▼

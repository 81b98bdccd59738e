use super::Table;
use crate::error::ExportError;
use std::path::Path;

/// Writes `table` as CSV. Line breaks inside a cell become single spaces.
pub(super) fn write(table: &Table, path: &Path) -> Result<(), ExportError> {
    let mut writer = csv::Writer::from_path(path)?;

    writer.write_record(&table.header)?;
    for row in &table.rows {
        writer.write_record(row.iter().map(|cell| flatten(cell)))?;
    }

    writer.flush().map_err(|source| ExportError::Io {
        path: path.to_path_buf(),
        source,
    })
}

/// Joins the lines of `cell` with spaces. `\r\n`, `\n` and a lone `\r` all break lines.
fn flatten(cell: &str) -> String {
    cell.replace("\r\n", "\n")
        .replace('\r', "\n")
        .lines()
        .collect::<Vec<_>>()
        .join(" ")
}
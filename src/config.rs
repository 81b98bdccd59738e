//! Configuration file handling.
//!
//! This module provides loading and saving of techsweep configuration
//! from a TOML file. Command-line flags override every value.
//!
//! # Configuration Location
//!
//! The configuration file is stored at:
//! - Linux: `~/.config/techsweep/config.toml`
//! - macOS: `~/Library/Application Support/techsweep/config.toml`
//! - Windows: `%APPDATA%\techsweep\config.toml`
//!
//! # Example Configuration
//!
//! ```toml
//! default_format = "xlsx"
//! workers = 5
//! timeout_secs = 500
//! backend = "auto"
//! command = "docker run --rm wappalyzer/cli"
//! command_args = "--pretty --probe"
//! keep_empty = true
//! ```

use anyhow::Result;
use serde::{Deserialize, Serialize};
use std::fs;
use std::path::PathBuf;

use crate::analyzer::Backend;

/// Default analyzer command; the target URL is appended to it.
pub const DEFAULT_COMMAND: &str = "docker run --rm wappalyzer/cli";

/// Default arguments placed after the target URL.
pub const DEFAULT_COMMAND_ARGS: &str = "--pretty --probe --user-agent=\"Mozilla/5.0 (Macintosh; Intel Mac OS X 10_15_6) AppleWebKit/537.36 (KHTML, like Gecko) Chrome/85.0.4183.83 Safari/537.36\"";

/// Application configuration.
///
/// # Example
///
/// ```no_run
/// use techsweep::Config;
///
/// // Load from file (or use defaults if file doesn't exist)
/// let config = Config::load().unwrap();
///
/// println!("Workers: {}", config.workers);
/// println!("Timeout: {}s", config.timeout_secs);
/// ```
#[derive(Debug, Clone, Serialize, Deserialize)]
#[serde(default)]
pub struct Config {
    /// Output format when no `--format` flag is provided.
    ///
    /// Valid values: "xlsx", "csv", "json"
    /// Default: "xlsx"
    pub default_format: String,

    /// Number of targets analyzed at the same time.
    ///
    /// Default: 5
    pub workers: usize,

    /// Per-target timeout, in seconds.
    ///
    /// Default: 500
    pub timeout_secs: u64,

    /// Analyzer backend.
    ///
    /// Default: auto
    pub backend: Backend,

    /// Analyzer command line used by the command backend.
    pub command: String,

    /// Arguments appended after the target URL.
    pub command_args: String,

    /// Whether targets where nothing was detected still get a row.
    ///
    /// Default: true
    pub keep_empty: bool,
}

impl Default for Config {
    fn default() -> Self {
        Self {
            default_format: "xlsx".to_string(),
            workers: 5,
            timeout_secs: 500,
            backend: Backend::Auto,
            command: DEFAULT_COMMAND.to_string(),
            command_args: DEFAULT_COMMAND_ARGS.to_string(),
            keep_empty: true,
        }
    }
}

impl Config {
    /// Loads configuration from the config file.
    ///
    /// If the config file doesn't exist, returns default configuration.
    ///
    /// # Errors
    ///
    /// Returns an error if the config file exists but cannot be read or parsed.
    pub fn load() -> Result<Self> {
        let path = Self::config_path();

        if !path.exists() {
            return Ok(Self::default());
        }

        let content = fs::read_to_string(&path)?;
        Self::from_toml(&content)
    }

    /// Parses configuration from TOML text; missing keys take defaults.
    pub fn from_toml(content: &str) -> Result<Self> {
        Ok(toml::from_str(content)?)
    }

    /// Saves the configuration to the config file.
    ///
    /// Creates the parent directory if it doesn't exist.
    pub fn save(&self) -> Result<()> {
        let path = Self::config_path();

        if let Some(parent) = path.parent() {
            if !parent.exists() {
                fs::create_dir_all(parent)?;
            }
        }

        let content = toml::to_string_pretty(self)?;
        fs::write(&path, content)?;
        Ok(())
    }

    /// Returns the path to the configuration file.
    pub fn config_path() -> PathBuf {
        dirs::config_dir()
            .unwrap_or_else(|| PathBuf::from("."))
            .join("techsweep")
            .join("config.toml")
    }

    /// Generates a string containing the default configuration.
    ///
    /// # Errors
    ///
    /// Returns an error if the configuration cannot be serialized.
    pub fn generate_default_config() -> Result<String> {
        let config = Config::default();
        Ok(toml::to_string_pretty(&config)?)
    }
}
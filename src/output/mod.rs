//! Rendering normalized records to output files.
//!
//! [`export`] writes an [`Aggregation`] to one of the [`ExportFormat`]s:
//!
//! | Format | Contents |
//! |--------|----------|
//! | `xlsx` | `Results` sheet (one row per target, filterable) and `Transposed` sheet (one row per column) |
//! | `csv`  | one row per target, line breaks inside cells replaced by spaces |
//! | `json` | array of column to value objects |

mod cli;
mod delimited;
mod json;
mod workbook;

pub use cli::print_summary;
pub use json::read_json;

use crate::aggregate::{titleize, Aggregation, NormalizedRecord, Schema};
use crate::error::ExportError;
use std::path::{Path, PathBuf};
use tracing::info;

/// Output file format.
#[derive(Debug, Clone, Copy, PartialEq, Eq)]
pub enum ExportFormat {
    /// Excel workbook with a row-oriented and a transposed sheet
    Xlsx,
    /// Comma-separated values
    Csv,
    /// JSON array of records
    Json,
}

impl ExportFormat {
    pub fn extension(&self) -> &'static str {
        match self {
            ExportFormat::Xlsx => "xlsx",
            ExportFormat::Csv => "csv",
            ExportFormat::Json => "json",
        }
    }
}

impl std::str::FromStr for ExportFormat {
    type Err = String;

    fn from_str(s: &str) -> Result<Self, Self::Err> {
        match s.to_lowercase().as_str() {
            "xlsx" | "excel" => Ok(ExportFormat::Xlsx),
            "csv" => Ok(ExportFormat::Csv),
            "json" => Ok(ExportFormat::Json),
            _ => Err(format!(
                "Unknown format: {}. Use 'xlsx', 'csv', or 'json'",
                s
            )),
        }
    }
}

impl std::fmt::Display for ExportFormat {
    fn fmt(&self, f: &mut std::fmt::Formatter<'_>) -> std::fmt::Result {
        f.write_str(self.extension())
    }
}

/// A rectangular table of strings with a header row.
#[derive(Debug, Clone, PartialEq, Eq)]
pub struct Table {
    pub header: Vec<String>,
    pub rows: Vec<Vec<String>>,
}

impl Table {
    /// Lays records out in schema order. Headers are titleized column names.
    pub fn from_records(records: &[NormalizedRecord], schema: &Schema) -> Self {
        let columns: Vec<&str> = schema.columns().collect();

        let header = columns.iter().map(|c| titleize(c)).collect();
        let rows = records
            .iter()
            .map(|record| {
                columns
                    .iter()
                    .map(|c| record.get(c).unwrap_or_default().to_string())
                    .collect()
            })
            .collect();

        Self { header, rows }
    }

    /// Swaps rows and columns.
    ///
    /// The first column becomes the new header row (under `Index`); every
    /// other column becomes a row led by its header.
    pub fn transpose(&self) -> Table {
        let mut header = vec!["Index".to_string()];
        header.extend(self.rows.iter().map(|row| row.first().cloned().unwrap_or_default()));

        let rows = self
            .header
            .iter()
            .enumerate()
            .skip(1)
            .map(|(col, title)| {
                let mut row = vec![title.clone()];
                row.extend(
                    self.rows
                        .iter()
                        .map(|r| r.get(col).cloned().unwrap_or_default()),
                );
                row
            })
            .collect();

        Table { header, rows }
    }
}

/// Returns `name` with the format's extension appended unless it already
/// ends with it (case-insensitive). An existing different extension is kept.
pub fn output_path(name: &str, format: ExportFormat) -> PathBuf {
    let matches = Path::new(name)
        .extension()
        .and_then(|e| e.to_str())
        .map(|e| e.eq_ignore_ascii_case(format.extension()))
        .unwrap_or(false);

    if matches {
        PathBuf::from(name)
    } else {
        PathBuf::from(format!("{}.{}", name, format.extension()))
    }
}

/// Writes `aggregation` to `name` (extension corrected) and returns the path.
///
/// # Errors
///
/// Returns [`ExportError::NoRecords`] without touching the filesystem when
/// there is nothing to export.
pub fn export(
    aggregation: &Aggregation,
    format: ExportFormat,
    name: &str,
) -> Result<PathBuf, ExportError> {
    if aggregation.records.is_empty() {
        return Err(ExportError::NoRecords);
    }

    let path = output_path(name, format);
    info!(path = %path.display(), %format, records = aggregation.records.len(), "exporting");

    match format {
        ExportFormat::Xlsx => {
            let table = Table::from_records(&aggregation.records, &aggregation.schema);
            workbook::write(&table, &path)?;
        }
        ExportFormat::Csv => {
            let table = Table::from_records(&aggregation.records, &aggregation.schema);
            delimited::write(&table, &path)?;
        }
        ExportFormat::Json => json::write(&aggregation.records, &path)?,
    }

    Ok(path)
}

▲
▼

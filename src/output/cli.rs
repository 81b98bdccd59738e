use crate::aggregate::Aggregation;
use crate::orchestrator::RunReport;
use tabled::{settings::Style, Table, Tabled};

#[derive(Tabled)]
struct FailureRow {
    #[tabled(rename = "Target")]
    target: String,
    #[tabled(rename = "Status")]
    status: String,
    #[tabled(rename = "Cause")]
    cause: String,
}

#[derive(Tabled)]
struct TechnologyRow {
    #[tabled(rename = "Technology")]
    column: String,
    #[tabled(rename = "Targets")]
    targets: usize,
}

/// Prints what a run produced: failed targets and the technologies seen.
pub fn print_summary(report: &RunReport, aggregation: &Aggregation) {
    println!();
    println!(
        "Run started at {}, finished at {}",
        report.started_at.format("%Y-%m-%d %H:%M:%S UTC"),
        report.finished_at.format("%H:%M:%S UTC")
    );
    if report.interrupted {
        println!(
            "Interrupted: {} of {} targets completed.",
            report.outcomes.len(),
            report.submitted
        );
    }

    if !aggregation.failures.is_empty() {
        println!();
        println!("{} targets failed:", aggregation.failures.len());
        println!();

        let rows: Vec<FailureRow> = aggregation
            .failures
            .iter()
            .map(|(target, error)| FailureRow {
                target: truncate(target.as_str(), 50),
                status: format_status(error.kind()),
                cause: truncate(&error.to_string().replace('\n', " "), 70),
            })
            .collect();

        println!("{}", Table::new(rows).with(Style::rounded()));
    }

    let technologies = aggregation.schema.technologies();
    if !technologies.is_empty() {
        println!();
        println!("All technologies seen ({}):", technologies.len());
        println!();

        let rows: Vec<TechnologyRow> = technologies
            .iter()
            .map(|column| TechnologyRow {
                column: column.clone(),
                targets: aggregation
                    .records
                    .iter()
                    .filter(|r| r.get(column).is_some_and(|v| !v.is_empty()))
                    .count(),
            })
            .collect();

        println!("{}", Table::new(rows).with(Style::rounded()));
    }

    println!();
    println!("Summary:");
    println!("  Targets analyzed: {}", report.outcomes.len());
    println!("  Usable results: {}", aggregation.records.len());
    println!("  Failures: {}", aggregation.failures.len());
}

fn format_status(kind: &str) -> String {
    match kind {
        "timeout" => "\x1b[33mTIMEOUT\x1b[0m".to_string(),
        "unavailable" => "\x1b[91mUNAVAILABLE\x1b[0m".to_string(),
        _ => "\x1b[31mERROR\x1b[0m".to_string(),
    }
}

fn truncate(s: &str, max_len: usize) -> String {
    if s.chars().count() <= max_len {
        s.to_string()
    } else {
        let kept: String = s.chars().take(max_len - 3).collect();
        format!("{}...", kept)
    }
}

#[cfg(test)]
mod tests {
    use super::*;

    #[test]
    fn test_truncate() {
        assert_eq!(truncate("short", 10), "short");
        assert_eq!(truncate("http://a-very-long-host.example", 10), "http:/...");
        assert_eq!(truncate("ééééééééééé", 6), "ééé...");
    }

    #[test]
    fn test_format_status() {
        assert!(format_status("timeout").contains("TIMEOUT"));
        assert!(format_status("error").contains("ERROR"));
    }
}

▲

TASK TO CARRY OUT: If a line in the records above has the word "Index", copy it.

ANSWER BELOW:
    /// The first column becomes the new header row (under `Index`); every
        let mut header = vec!["Index".to_string()];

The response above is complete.